*YOUR TASK*:
Scan the material below for the string "Debug", and copy every line where it shows up.

*SOURCE DATA*:

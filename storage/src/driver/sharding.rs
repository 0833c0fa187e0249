// Copyright 2022 Toolchain Labs, Inc. All rights reserved.
// Licensed under the Apache License, Version 2.0 (see LICENSE).

use std::collections::{HashMap, HashSet};
use std::fmt::Debug;
use std::hash::Hash;
use std::num::NonZeroUsize;

use async_trait::async_trait;
use bytes::Bytes;
use consistent_hash_ring::{Ring, RingBuilder};
use futures::stream::FuturesUnordered;
use futures::{future, FutureExt, StreamExt};

use crate::driver::{
    BlobStorage, BoxReadStream, DriverState, Instance, StorageError, StreamingWriteError,
    WriteAttemptOps,
};
use crate::Digest;

type BoxBlobStorage = Box<dyn BlobStorage + Send + Sync + 'static>;

/// Number of virtual nodes in the hash ring used for sharding.
const RING_SIZE: usize = 10240;

/// Shards digests over N storage shards.
pub struct ShardingStorage<T> {
    ring: Ring<T>,
    shard_key_to_storage: HashMap<T, BoxBlobStorage>,
    key_replicas: NonZeroUsize,
    purpose: &'static str,
    _shard_descriptions: HashMap<T, String>,
}

/// Distribute queries over a set of shards using a consistent-hash algorithm.
///
/// The `ShardingStorage` driver distributes a queries over a given set of shards using
/// a consistent-hash algorithm to distribute digests around a hash ring. (Node and key placement
/// are handled by the `consistent_hash_ring` crate.)
///
/// To ensure high availability, reads and writes involve a chain of shards to which a key is
/// assigned and not just that key's primary shard. Thus:
///
/// - Reads are sent to all shards for a digest with the first shard returning content for that
/// digest winning. Unavailable shards are skipped; other errors are surfaced. A digest will
/// only be reported as missing if there was at least one available shard.
///
/// - Writes are distributed to all shards for a digest. Each chunk on the write stream is
/// written in lockstep. If any shard errors, it is removed from the write attempt in order
/// to avoid passing that error back to the API client.
///
/// Note: This driver intentionally favors high availability over strong consistency and so
/// the driver will not attempt to retry failed writes etc.
impl<T> ShardingStorage<T>
where
    T: Hash + Eq + Copy + Send + Sync + 'static,
{
    /// Construct a `ShardingStorage` from the given shards.
    ///
    /// `key_replicas` is the number of shards to check for a key including the primary shard.
    /// If a shard is unavailable, then the driver will fallback to subsequent shards. Writes are
    /// replicated to all of the fallback shards.
    pub fn new(
        shards: Vec<(T, BoxBlobStorage)>,
        key_replicas: NonZeroUsize,
        purpose: &'static str,
        shard_descriptions: HashMap<T, String>,
    ) -> Self {
        let mut ring_builder = RingBuilder::default().vnodes(RING_SIZE);

        let mut shard_key_to_storage = HashMap::new();
        for (key, storage) in shards {
            shard_key_to_storage.insert(key, storage);
            ring_builder = ring_builder.node(key);
        }

        Self {
            ring: ring_builder.build(),
            shard_key_to_storage,
            key_replicas,
            purpose,
            _shard_descriptions: shard_descriptions,
        }
    }

    fn storages_for_digest(&self, digest: Digest) -> impl Iterator<Item = &BoxBlobStorage> {
        self.ring
            .replicas(digest)
            .take(self.key_replicas.into())
            .flat_map(|k| self.shard_key_to_storage.get(k))
    }

    /// Return a vector with each shard ID and its applicable storage driver.
    ///
    /// Note: The ordering of the returned vector is not stable across process invocations
    /// due to hash randomization in `HashMap`. If you need a consistent order, then sort
    /// the vector as necessary.
    #[cfg(test)]
    pub fn into_inner(self) -> Vec<(T, BoxBlobStorage)> {
        self.shard_key_to_storage.into_iter().collect()
    }
}

#[async_trait]
impl<T> BlobStorage for ShardingStorage<T>
where
    T: Hash + Eq + Copy + Debug + Send + Sync + 'static,
{
    async fn find_missing_blobs(
        &self,
        instance: Instance,
        digests: Vec<Digest>,
        state: DriverState,
    ) -> Result<Vec<Digest>, StorageError> {
        // Partition the digests by the storage driver to use.
        let mut storage_to_digest: HashMap<T, HashSet<Digest>> = HashMap::new();
        for digest in &digests {
            let replica_keys = self.ring.replicas(digest).take(self.key_replicas.into());
            for replica_key in replica_keys {
                storage_to_digest
                    .entry(*replica_key)
                    .or_insert_with(HashSet::new)
                    .insert(*digest);
            }
        }

        let futures = storage_to_digest.iter().map(|(key, digests)| {
            let digests = {
                let mut xs: Vec<_> = digests.iter().copied().collect();
                xs.sort();
                xs
            };
            let storage = self
                .shard_key_to_storage
                .get(key)
                .expect("lookup shard in shard map");
            storage
                .find_missing_blobs(instance.clone(), digests, state.clone())
                .map(|r| (*key, r))
                .boxed()
        });

        let results = future::join_all(futures).await;

        let mut result_by_digest: HashMap<Digest, Option<bool>> =
            digests.iter().map(|d| (*d, None)).collect();
        for result in &results {
            match result {
                (shard_key, Ok(missing_digests)) => {
                    let missing_digests = missing_digests.iter().collect::<HashSet<_>>();
                    let digests_for_shard_key = storage_to_digest
                        .get(shard_key)
                        .expect("shard key must be present in storage_to_digest mapping");
                    for digest in digests_for_shard_key {
                        let is_present_here = !missing_digests.contains(digest);
                        let digest_result = result_by_digest
                            .get_mut(digest)
                            .expect("Entry for digest in shard map");
                        match digest_result {
                            Some(is_present_anywhere) => {
                                // If the digest is not yet marked present but is present from this
                                // query, then mark it present.
                                if !*is_present_anywhere && is_present_here {
                                    *digest_result = Some(true);
                                }
                            }
                            None => *digest_result = Some(is_present_here),
                        }
                    }
                }

                (shard_key, Err(err)) => {
                    log::error!("find_missing_blobs failed on shard {:?}: {err}", shard_key);
                    if matches!(err, StorageError::Unavailable(_)) {
                        metrics::counter!(
                            "toolchain_storage_shard_unavailable_total",
                            1,
                            "driver" => "sharding",
                            "purpose" => self.purpose,
                        );
                    }
                }
            }
        }

        // Error as unavailable if not all digests received an answer.
        if result_by_digest.iter().any(|(_, r)| r.is_none()) {
            return Err(StorageError::Unavailable(
                "Not enough shards were available to answer query.".to_string(),
            ));
        }

        let missing_digests = result_by_digest
            .into_iter()
            .filter(|(_, r)| matches!(r, Some(false)))
            .map(|(digest, _)| digest)
            .collect::<Vec<_>>();

        Ok(missing_digests)
    }

    async fn read_blob(
        &self,
        instance: Instance,
        digest: Digest,
        max_batch_size: usize,
        read_offset: Option<usize>,
        read_limit: Option<usize>,
        state: DriverState,
    ) -> Result<Option<BoxReadStream>, StorageError> {
        let mut results_stream = self
            .storages_for_digest(digest)
            .map(|storage| {
                storage
                    .read_blob(
                        instance.clone(),
                        digest,
                        max_batch_size,
                        read_offset,
                        read_limit,
                        state.clone(),
                    )
                    .boxed()
            })
            .collect::<FuturesUnordered<_>>();

        let mut at_least_one_available = false;
        while let Some(result) = results_stream.next().await {
            match result {
                Ok(Some(stream)) => return Ok(Some(stream)),
                Ok(None) => {
                    // Skip missing results in hope it will be found in another shard.
                    at_least_one_available = true;
                    continue;
                }
                Err(err @ StorageError::Unavailable(_)) => {
                    log::error!("Skipping unavailable sharding during read: {:?}", err);

                    metrics::counter!(
                        "toolchain_storage_shard_unavailable_total",
                        1,
                        "driver" => "sharding",
                        "purpose" => self.purpose,
                    );
                    continue;
                }
                Err(err) => return Err(err),
            }
        }

        // If the digest was not found in any available shard, then it is missing.
        // If there were no available shards, then error.
        if at_least_one_available {
            Ok(None)
        } else {
            Err(StorageError::Unavailable(
                "No shards were available to answer read query.".to_string(),
            ))
        }
    }

    async fn begin_write_blob(
        &self,
        instance: Instance,
        digest: Digest,
        state: DriverState,
    ) -> Result<Box<dyn WriteAttemptOps + Send + Sync + 'static>, StreamingWriteError> {
        let attempt_results = futures::future::join_all(
            self.storages_for_digest(digest)
                .map(|storage| {
                    storage
                        .begin_write_blob(instance.clone(), digest, state.clone())
                        .boxed()
                })
                .collect::<Vec<_>>(),
        )
        .await;

        if attempt_results
            .iter()
            .all(|r| matches!(r, Err(StreamingWriteError::AlreadyExists)))
        {
            // We don't need to write to any destinations.
            return Err(StreamingWriteError::AlreadyExists);
        }

        let attempts = attempt_results
            .into_iter()
            .filter_map(|r| match r {
                Ok(attempt) => Some(attempt),
                Err(StreamingWriteError::AlreadyExists) => {
                    // We don't need to write to this destination, but we do need to write to at
                    // least one other destination. Just filter it out.
                    None
                }
                Err(err) => {
                    log::error!("Creation of write attempt failed: {:?}", err);
                    metrics::counter!(
                        "toolchain_storage_sharding_write_error_total",
                        1,
                        "driver" => "sharding",
                        "purpose" => self.purpose,
                    );
                    None
                }
            })
            .collect::<Vec<_>>();

        Ok(Box::new(WriteAttempt {
            attempts,
            purpose: self.purpose,
        }))
    }

    fn ensure_instance(&mut self, instance: &Instance, state: DriverState) {
        for shard in self.shard_key_to_storage.values_mut() {
            shard.ensure_instance(instance, state.clone());
        }
    }
}

struct WriteAttempt {
    attempts: Vec<Box<dyn WriteAttemptOps + Send + Sync>>,
    purpose: &'static str,
}

#[async_trait]
impl WriteAttemptOps for WriteAttempt {
    async fn write(&mut self, batch: Bytes) -> Result<(), StreamingWriteError> {
        let mut write_futures = Vec::new();
        for attempt in &mut self.attempts {
            let write_fut = attempt.write(batch.clone()).boxed();
            write_futures.push(write_fut);
        }

        let results = futures::future::join_all(write_futures).await;

        let mut indices_to_remove = Vec::new();
        for (i, result) in results.into_iter().enumerate() {
            if result.is_err() {
                // Ignore errors from failed shards by removing this shard's write attempt
                // so subsequent writes (and commit) do not operate on this shard.
                log::error!(
                    "Failed to write chunk to shard (shard will be dropped from this write): {:?}",
                    result
                );

                metrics::counter!(
                    "toolchain_storage_sharding_write_error_total",
                    1,
                    "driver" => "sharding",
                    "purpose" => self.purpose,
                );
                indices_to_remove.push(i);
            }
        }

        for i in indices_to_remove.into_iter().rev() {
            self.attempts.remove(i);
        }

        Ok(())
    }

    async fn commit(self: Box<Self>) -> Result<(), StreamingWriteError> {
        let purpose = self.purpose;

        let commit_futures = self
            .attempts
            .into_iter()
            .map(|attempt| attempt.commit().boxed());

        let results = futures::future::join_all(commit_futures).await;
        let mut at_least_one_success = false;
        let mut last_error: Option<StreamingWriteError> = None;

        for result in results {
            match result {
                Ok(()) => at_least_one_success = true,
                Err(err) => {
                    log::error!("Failed to commit write to shard: {:?}", &err);

                    metrics::counter!(
                        "toolchain_storage_sharding_write_error_total",
                        1,
                        "driver" => "sharding",
                        "purpose" => purpose,
                    );
                    last_error = Some(err);
                }
            }
        }

        if at_least_one_success {
            Ok(())
        } else {
            match last_error {
                Some(err) => Err(err),
                None => Err(StorageError::Unavailable(
                    "All shards returned errors during write.".to_owned(),
                )
                .into()),
            }
        }
    }
}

*REPLY TO THE EXERCISE*:
use std::fmt::Debug;
    T: Hash + Eq + Copy + Debug + Send + Sync + 'static,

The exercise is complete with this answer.